[Saved entries]
___
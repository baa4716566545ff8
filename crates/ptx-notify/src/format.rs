//! Message formatting and batching.
//!
//! Turns one cycle's events into at most one [`NotificationPayload`]:
//! one rendered line per event, newline-joined, truncated to the body cap.
//!
//! It does **not**:
//! - send anything (that is the sink)
//! - decide which events exist (that is `ptx-reconcile`)

use std::time::Duration;

use ptx_reconcile::{FieldChange, SubmissionEvent};

pub const DEFAULT_TITLE: &str = "PreTalx: Changed submissions detected";
/// Pushover's message limit.
pub const DEFAULT_MAX_BODY_CHARS: usize = 1024;
pub const DEFAULT_SOUND: &str = "cosmic";
pub const DEFAULT_RETRY: Duration = Duration::from_secs(60);
pub const DEEP_LINK_TITLE: &str = "PreTalx";
pub const TRUNCATION_MARKER: &str = "...";

/// Longest rendering of a single old/new value inside a change line.
const MAX_VALUE_CHARS: usize = 120;

// ---------------------------------------------------------------------------
// Payload
// ---------------------------------------------------------------------------

#[derive(Debug, Clone, PartialEq, Eq)]
pub struct DeepLink {
    pub url: String,
    pub title: String,
}

/// One notification, ready for a sink.
#[derive(Debug, Clone, PartialEq, Eq)]
pub struct NotificationPayload {
    pub title: String,
    /// Newline-joined event lines, already truncated.
    pub body: String,
    pub link: Option<DeepLink>,
    pub sound: Option<String>,
    pub retry: Option<Duration>,
}

// ---------------------------------------------------------------------------
// Policy
// ---------------------------------------------------------------------------

/// Static formatting settings, built once at startup.
#[derive(Debug, Clone, PartialEq, Eq)]
pub struct MessagePolicy {
    pub title: String,
    pub max_body_chars: usize,
    pub link: Option<DeepLink>,
    pub sound: Option<String>,
    pub retry: Option<Duration>,
}

impl Default for MessagePolicy {
    fn default() -> Self {
        Self {
            title: DEFAULT_TITLE.to_string(),
            max_body_chars: DEFAULT_MAX_BODY_CHARS,
            link: None,
            sound: Some(DEFAULT_SOUND.to_string()),
            retry: Some(DEFAULT_RETRY),
        }
    }
}

impl MessagePolicy {
    /// Defaults plus a deep link derived from the source API URL.
    pub fn for_source(api_url: &str) -> Self {
        Self {
            link: deep_link_from_api_url(api_url).map(|url| DeepLink {
                url,
                title: DEEP_LINK_TITLE.to_string(),
            }),
            ..Self::default()
        }
    }

    pub fn with_max_body_chars(mut self, max_body_chars: usize) -> Self {
        self.max_body_chars = max_body_chars;
        self
    }

    pub fn with_sound(mut self, sound: Option<String>) -> Self {
        self.sound = sound;
        self
    }
}

// ---------------------------------------------------------------------------
// Rendering
// ---------------------------------------------------------------------------

fn shorten(value: &str) -> String {
    if value.chars().count() <= MAX_VALUE_CHARS {
        return value.to_string();
    }
    let head: String = value.chars().take(MAX_VALUE_CHARS).collect();
    format!("{head}{TRUNCATION_MARKER}")
}

/// `field: 'old' -> 'new'` items joined with `; `.
pub fn render_diff(diff: &[FieldChange]) -> String {
    diff.iter()
        .map(|c| format!("{}: '{}' -> '{}'", c.field, shorten(&c.old), shorten(&c.new)))
        .collect::<Vec<_>>()
        .join("; ")
}

pub fn render_event(event: &SubmissionEvent) -> String {
    match event {
        SubmissionEvent::New { submission } => format!(
            "A new {} with the title '{}' has been submitted.",
            submission.type_label(),
            submission.title
        ),
        SubmissionEvent::Changed { current, diff, .. } => format!(
            "The {} with the title '{}' has been changed: {}.",
            current.type_label(),
            current.title,
            render_diff(diff)
        ),
    }
}

/// Cut `body` to at most `max_chars` characters, ending in [`TRUNCATION_MARKER`].
///
/// Character-based; never splits a UTF-8 sequence. A cap too small to hold
/// the marker gets a plain cut instead.
pub fn truncate_body(body: &str, max_chars: usize) -> String {
    if body.chars().count() <= max_chars {
        return body.to_string();
    }
    let marker_chars = TRUNCATION_MARKER.chars().count();
    if max_chars <= marker_chars {
        return body.chars().take(max_chars).collect();
    }
    let keep = max_chars - marker_chars;
    let mut out: String = body.chars().take(keep).collect();
    out.push_str(TRUNCATION_MARKER);
    out
}

/// Format one cycle's events.
///
/// No events => `None` (nothing is sent). Otherwise exactly one payload,
/// however many events there are.
pub fn format_events(
    events: &[SubmissionEvent],
    policy: &MessagePolicy,
) -> Option<NotificationPayload> {
    if events.is_empty() {
        return None;
    }

    let body = events
        .iter()
        .map(render_event)
        .collect::<Vec<_>>()
        .join("\n");

    Some(NotificationPayload {
        title: policy.title.clone(),
        body: truncate_body(&body, policy.max_body_chars),
        link: policy.link.clone(),
        sound: policy.sound.clone(),
        retry: policy.retry,
    })
}

/// Human-facing URL for an API base URL.
///
/// `https://host/api/events/<slug>` → `https://host/<slug>/`;
/// any other `https://host/.../api/...` → the part before `/api`, with a slash.
/// `None` when the URL has no `/api/` segment.
pub fn deep_link_from_api_url(api_url: &str) -> Option<String> {
    let trimmed = format!("{}/", api_url.trim().trim_end_matches('/'));
    let idx = trimmed.find("/api/")?;
    let root = &trimmed[..idx];
    if root.is_empty() {
        return None;
    }

    let rest = &trimmed[idx + "/api/".len()..];
    let slug = rest
        .strip_prefix("events/")
        .and_then(|r| r.split('/').next())
        .filter(|s| !s.is_empty());

    Some(match slug {
        Some(slug) => format!("{root}/{slug}/"),
        None => format!("{root}/"),
    })
}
___
Each entry above should be restated exactly as supplied.

Answer box>
repository baa4716566545ff8
filename crates/ptx-notify/src/format.rs
//! Message formatting and batching.
//!
//! Turns one cycle's events into at most one [`NotificationPayload`]:
//! one rendered line per event, newline-joined, truncated to the body cap.
//!
//! It does **not**:
//! - send anything (that is the sink)
//! - decide which events exist (that is `ptx-reconcile`)

use std::time::Duration;

use ptx_reconcile::{FieldChange, SubmissionEvent};

pub const DEFAULT_TITLE: &str = "PreTalx: Changed submissions detected";
/// Pushover's message limit.
pub const DEFAULT_MAX_BODY_CHARS: usize = 1024;
pub const DEFAULT_SOUND: &str = "cosmic";
pub const DEFAULT_RETRY: Duration = Duration::from_secs(60);
pub const DEEP_LINK_TITLE: &str = "PreTalx";
pub const TRUNCATION_MARKER: &str = "...";

/// Longest rendering of a single old/new value inside a change line.
const MAX_VALUE_CHARS: usize = 120;

// ---------------------------------------------------------------------------
// Payload
// ---------------------------------------------------------------------------

#[derive(Debug, Clone, PartialEq, Eq)]
pub struct DeepLink {
    pub url: String,
    pub title: String,
}

/// One notification, ready for a sink.
#[derive(Debug, Clone, PartialEq, Eq)]
pub struct NotificationPayload {
    pub title: String,
    /// Newline-joined event lines, already truncated.
    pub body: String,
    pub link: Option<DeepLink>,
    pub sound: Option<String>,
    pub retry: Option<Duration>,
}

// ---------------------------------------------------------------------------
// Policy
// ---------------------------------------------------------------------------

/// Static formatting settings, built once at startup.
#[derive(Debug, Clone, PartialEq, Eq)]
pub struct MessagePolicy {
    pub title: String,
    pub max_body_chars: usize,
    pub link: Option<DeepLink>,
    pub sound: Option<String>,
    pub retry: Option<Duration>,
}

impl Default for MessagePolicy {
    fn default() -> Self {
        Self {
            title: DEFAULT_TITLE.to_string(),
            max_body_chars: DEFAULT_MAX_BODY_CHARS,
            link: None,
            sound: Some(DEFAULT_SOUND.to_string()),
            retry: Some(DEFAULT_RETRY),
        }
    }
}

impl MessagePolicy {
    /// Defaults plus a deep link derived from the source API URL.
    pub fn for_source(api_url: &str) -> Self {
        Self {
            link: deep_link_from_api_url(api_url).map(|url| DeepLink {
                url,
                title: DEEP_LINK_TITLE.to_string(),
            }),
            ..Self::default()
        }
    }

    pub fn with_max_body_chars(mut self, max_body_chars: usize) -> Self {
        self.max_body_chars = max_body_chars;
        self
    }

    pub fn with_sound(mut self, sound: Option<String>) -> Self {
        self.sound = sound;
        self
    }
}

// ---------------------------------------------------------------------------
// Rendering
// ---------------------------------------------------------------------------

fn shorten(value: &str) -> String {
    if value.chars().count() <= MAX_VALUE_CHARS {
        return value.to_string();
    }
    let head: String = value.chars().take(MAX_VALUE_CHARS).collect();
    format!("{head}{TRUNCATION_MARKER}")
}

/// `field: 'old' -> 'new'` items joined with `; `.
pub fn render_diff(diff: &[FieldChange]) -> String {
    diff.iter()
        .map(|c| format!("{}: '{}' -> '{}'", c.field, shorten(&c.old), shorten(&c.new)))
        .collect::<Vec<_>>()
        .join("; ")
}

pub fn render_event(event: &SubmissionEvent) -> String {
    match event {
        SubmissionEvent::New { submission } => format!(
            "A new {} with the title '{}' has been submitted.",
            submission.type_label(),
            submission.title
        ),
        SubmissionEvent::Changed { current, diff, .. } => format!(
            "The {} with the title '{}' has been changed: {}.",
            current.type_label(),
            current.title,
            render_diff(diff)
        ),
    }
}

/// Cut `body` to at most `max_chars` characters, ending in [`TRUNCATION_MARKER`].
///
/// Character-based; never splits a UTF-8 sequence. A cap too small to hold
/// the marker gets a plain cut instead.
pub fn truncate_body(body: &str, max_chars: usize) -> String {
    if body.chars().count() <= max_chars {
        return body.to_string();
    }
    let marker_chars = TRUNCATION_MARKER.chars().count();
    if max_chars <= marker_chars {
        return body.chars().take(max_chars).collect();
    }
    let keep = max_chars - marker_chars;
    let mut out: String = body.chars().take(keep).collect();
    out.push_str(TRUNCATION_MARKER);
    out
}

/// Format one cycle's events.
///
/// No events => `None` (nothing is sent). Otherwise exactly one payload,
/// however many events there are.
pub fn format_events(
    events: &[SubmissionEvent],
    policy: &MessagePolicy,
) -> Option<NotificationPayload> {
    if events.is_empty() {
        return None;
    }

    let body = events
        .iter()
        .map(render_event)
        .collect::<Vec<_>>()
        .join("\n");

    Some(NotificationPayload {
        title: policy.title.clone(),
        body: truncate_body(&body, policy.max_body_chars),
        link: policy.link.clone(),
        sound: policy.sound.clone(),
        retry: policy.retry,
    })
}

/// Human-facing URL for an API base URL.
///
/// `https://host/api/events/<slug>` → `https://host/<slug>/`;
/// any other `https://host/.../api/...` → the part before `/api`, with a slash.
/// `None` when the URL has no `/api/` segment.
pub fn deep_link_from_api_url(api_url: &str) -> Option<String> {
    let trimmed = format!("{}/", api_url.trim().trim_end_matches('/'));
    let idx = trimmed.find("/api/")?;
    let root = &trimmed[..idx];
    if root.is_empty() {
        return None;
    }

    let rest = &trimmed[idx + "/api/".len()..];
    let slug = rest
        .strip_prefix("events/")
        .and_then(|r| r.split('/').next())
        .filter(|s| !s.is_empty());

    Some(match slug {
        Some(slug) => format!("{root}/{slug}/"),
        None => format!("{root}/"),
    })
}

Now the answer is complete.